_EXERCISE DETAILS_. From the data, copy out every line in which the word "noop" appears.
Start of DATA FOR REVIEW
use std::path::{Path, PathBuf};
use std::sync::Arc;

use anyhow::{Context, Result};
use clap::{Parser, Subcommand};
use serde_json::Value;
use tracing::info;
use tracing_subscriber::layer::SubscriberExt;
use tracing_subscriber::util::SubscriberInitExt;

use babel_client::operations::{
    DEFAULT_RECENT_CONVERSATIONS, DEFAULT_RECENT_EVENTS_PER_CONVERSATION,
};
use babel_client::schema::{Response, TypingType};
use babel_client::{ChatApi, ClientConfig, Cookies, ReqwestFetch, SendChatMessage, Session};

#[derive(Parser)]
#[command(name = "babel")]
#[command(about = "Command-line access to the chat API")]
struct Cli {
    #[command(subcommand)]
    command: Commands,

    /// Config file layered over the defaults (BABEL_* env vars override it)
    #[arg(long, global = true)]
    config: Option<PathBuf>,

    /// JSON object of authentication cookies
    #[arg(long, global = true, default_value = "cookies.json")]
    cookies: PathBuf,

    /// Enable debug logging
    #[arg(long, global = true)]
    debug: bool,
}

#[derive(Subcommand)]
enum Commands {
    /// Show the signed-in account
    Whoami,
    /// Send a message, optionally with an image attached
    Send {
        conversation: String,
        text: String,
        #[arg(long)]
        image: Option<PathBuf>,
    },
    /// List recent inbox conversations
    Recent {
        #[arg(long, default_value_t = DEFAULT_RECENT_CONVERSATIONS)]
        max: u32,
    },
    /// Search people
    Search {
        query: String,
        #[arg(long, default_value_t = 10)]
        max: u32,
    },
    /// Send a typing notification
    Typing {
        conversation: String,
        /// Send "stopped" instead of "started"
        #[arg(long)]
        stop: bool,
    },
    /// Set presence and mood
    Presence {
        #[arg(long)]
        idle: bool,
        #[arg(long)]
        mood: Option<String>,
    },
}

#[tokio::main]
async fn main() -> Result<()> {
    let cli = Cli::parse();

    let default_directive = if cli.debug {
        "babel=debug,babel_client=debug,info"
    } else {
        "babel=info,babel_client=info,warn"
    };
    let env_filter = tracing_subscriber::EnvFilter::try_from_default_env()
        .unwrap_or_else(|_| tracing_subscriber::EnvFilter::new(default_directive));
    tracing_subscriber::registry()
        .with(tracing_subscriber::fmt::layer())
        .with(env_filter)
        .init();

    let config = ClientConfig::load(cli.config.as_deref()).context("failed to load config")?;
    let cookies = read_cookies(&cli.cookies).await?;

    let proxy = config
        .proxy
        .clone()
        .or_else(|| std::env::var("HTTP_PROXY").ok().filter(|p| !p.is_empty()));
    let http = ReqwestFetch::new(proxy.as_deref()).context("failed to build HTTP client")?;
    let api = ChatApi::new(cookies, Arc::new(http), Session::shared(&config), &config);

    match cli.command {
        Commands::Whoami => {
            let info = api.get_self_info().await?;
            match info.email() {
                Some(email) => println!("{email}"),
                None => println!("(no email on account)"),
            }
        }
        Commands::Send {
            conversation,
            text,
            image,
        } => {
            let mut message = SendChatMessage::text(conversation, &text);
            if let Some(path) = image {
                let photo_id = api.upload_image_file(&path).await?;
                info!(photo_id = %photo_id, "attached image");
                message = message.with_image(photo_id);
            }
            print_response(&api.send_chat_message(&message).await?)?;
        }
        Commands::Recent { max } => {
            let response = api
                .sync_recent_conversations(max, DEFAULT_RECENT_EVENTS_PER_CONVERSATION)
                .await?;
            print_response(&response)?;
        }
        Commands::Search { query, max } => {
            print_response(&api.search_entities(&query, max).await?)?;
        }
        Commands::Typing { conversation, stop } => {
            let typing = if stop {
                TypingType::Stopped
            } else {
                TypingType::Started
            };
            print_response(&api.set_typing(&conversation, typing).await?)?;
        }
        Commands::Presence { idle, mood } => {
            print_response(&api.set_presence(!idle, mood.as_deref()).await?)?;
        }
    }
    Ok(())
}

async fn read_cookies(path: &Path) -> Result<Cookies> {
    let raw = tokio::fs::read(path)
        .await
        .with_context(|| format!("failed to read cookies from {}", path.display()))?;
    serde_json::from_slice(&raw).with_context(|| format!("invalid cookie file {}", path.display()))
}

fn print_response(response: &Response) -> Result<()> {
    let fields = Value::Array(response.fields().to_vec());
    println!("{}", serde_json::to_string_pretty(&fields)?);
    Ok(())
}
//! Decoding of push-channel frames into typed variants.
//!
//! A frame is either the literal keepalive `["noop"]` or an array whose first
//! element is `{"p": "<json>"}`. The inner JSON is a dictionary keyed by
//! decimal field tags:
//!
//! | tag | nested tag | meaning |
//! |-----|------------|---------|
//! | `"3"` | `"2"` | new client id (string) |
//! | `"2"` | `"2"` | JSON-encoded structured list led by a marker such as `"cbu"` |
//!
//! Any other tag is dropped. New server features must not break existing
//! clients, so the dispatcher ignores what it does not know.

use serde_json::{Map, Value};

use crate::channel::ControlMap;
use crate::codec::{DecodeError, FromStructuredList};
use crate::schema::{BatchUpdate, StateUpdate};

const KEEPALIVE: &str = "noop";

/// Marker leading a batch of state updates.
pub const BATCH_UPDATE_MARKER: &str = "cbu";

#[derive(Debug, thiserror::Error)]
pub enum EnvelopeError {
    #[error("frame is not a non-empty array")]
    NotAnArray,

    #[error("frame has no \"p\" payload")]
    MissingPayload,

    #[error("malformed wrapper: {0}")]
    Wrapper(#[source] serde_json::Error),

    #[error("event payload is not a list with a string marker")]
    MissingMarker,

    #[error("malformed event payload: {0}")]
    Payload(#[from] DecodeError),
}

/// A wrapper tag that is present but not shaped `{"2": "<string>"}`.
#[derive(Debug, Clone, PartialEq, Eq, thiserror::Error)]
#[error("wrapper tag \"{tag}\" has no string \"2\" field")]
pub struct MalformedFacet {
    pub tag: &'static str,
}

#[derive(Debug, Clone, PartialEq)]
pub enum IncomingFrame {
    Keepalive,
    Push(Wrapper),
}

impl IncomingFrame {
    pub fn parse(array: &Value) -> Result<Self, EnvelopeError> {
        let first = array
            .as_array()
            .and_then(|items| items.first())
            .ok_or(EnvelopeError::NotAnArray)?;
        if first.as_str() == Some(KEEPALIVE) {
            return Ok(Self::Keepalive);
        }
        match first.get("p") {
            Some(Value::String(payload)) => Wrapper::parse(payload).map(Self::Push),
            Some(Value::Object(map)) => Ok(Self::Push(Wrapper::from_map(map))),
            _ => Err(EnvelopeError::MissingPayload),
        }
    }
}

/// The two independent facets a pushed wrapper may carry.
///
/// Each facet is extracted on its own, so a malformed event payload never
/// hides a new client id sent in the same frame.
#[derive(Debug, Clone, PartialEq, Eq)]
pub struct Wrapper {
    pub new_client_id: Result<Option<String>, MalformedFacet>,
    /// Still-encoded event payload; see [`EventPayload::parse`].
    pub event_payload: Result<Option<String>, MalformedFacet>,
}

impl Wrapper {
    pub fn parse(payload: &str) -> Result<Self, EnvelopeError> {
        let map: Map<String, Value> =
            serde_json::from_str(payload).map_err(EnvelopeError::Wrapper)?;
        Ok(Self::from_map(&map))
    }

    pub fn from_map(map: &Map<String, Value>) -> Self {
        Self {
            new_client_id: facet(map, "3"),
            event_payload: facet(map, "2"),
        }
    }
}

fn facet(map: &Map<String, Value>, tag: &'static str) -> Result<Option<String>, MalformedFacet> {
    let Some(tagged) = map.get(tag) else {
        return Ok(None);
    };
    match tagged.get("2") {
        Some(Value::String(value)) => Ok(Some(value.clone())),
        _ => Err(MalformedFacet { tag }),
    }
}

#[derive(Debug, Clone, PartialEq)]
pub enum EventPayload {
    /// State updates in delivery order.
    BatchUpdate(Vec<StateUpdate>),
    /// A payload under a marker this client does not handle.
    Other { marker: String },
}

impl EventPayload {
    pub fn parse(payload: &str) -> Result<Self, EnvelopeError> {
        let value: Value =
            serde_json::from_str(payload).map_err(|e| EnvelopeError::Payload(e.into()))?;
        let marker = value
            .as_array()
            .and_then(|items| items.first())
            .and_then(Value::as_str)
            .ok_or(EnvelopeError::MissingMarker)?;
        if marker != BATCH_UPDATE_MARKER {
            return Ok(Self::Other {
                marker: marker.to_string(),
            });
        }
        let batch = BatchUpdate::decode_container(&value)?;
        Ok(Self::BatchUpdate(batch.state_updates))
    }
}

/// Control map subscribing a fresh channel session to `service`.
///
/// Produces `{"p": "{\"3\":{\"1\":{\"1\":\"<service>\"}}}"}`.
pub fn service_subscription(service: &str) -> ControlMap {
    let request = serde_json::json!({"3": {"1": {"1": service}}});
    let mut map = ControlMap::new();
    map.insert("p".to_string(), Value::String(request.to_string()));
    map
}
End of DATA FOR REVIEW
_OUTPUT FOR THIS TASK_.
//! A frame is either the literal keepalive `["noop"]` or an array whose first
const KEEPALIVE: &str = "noop";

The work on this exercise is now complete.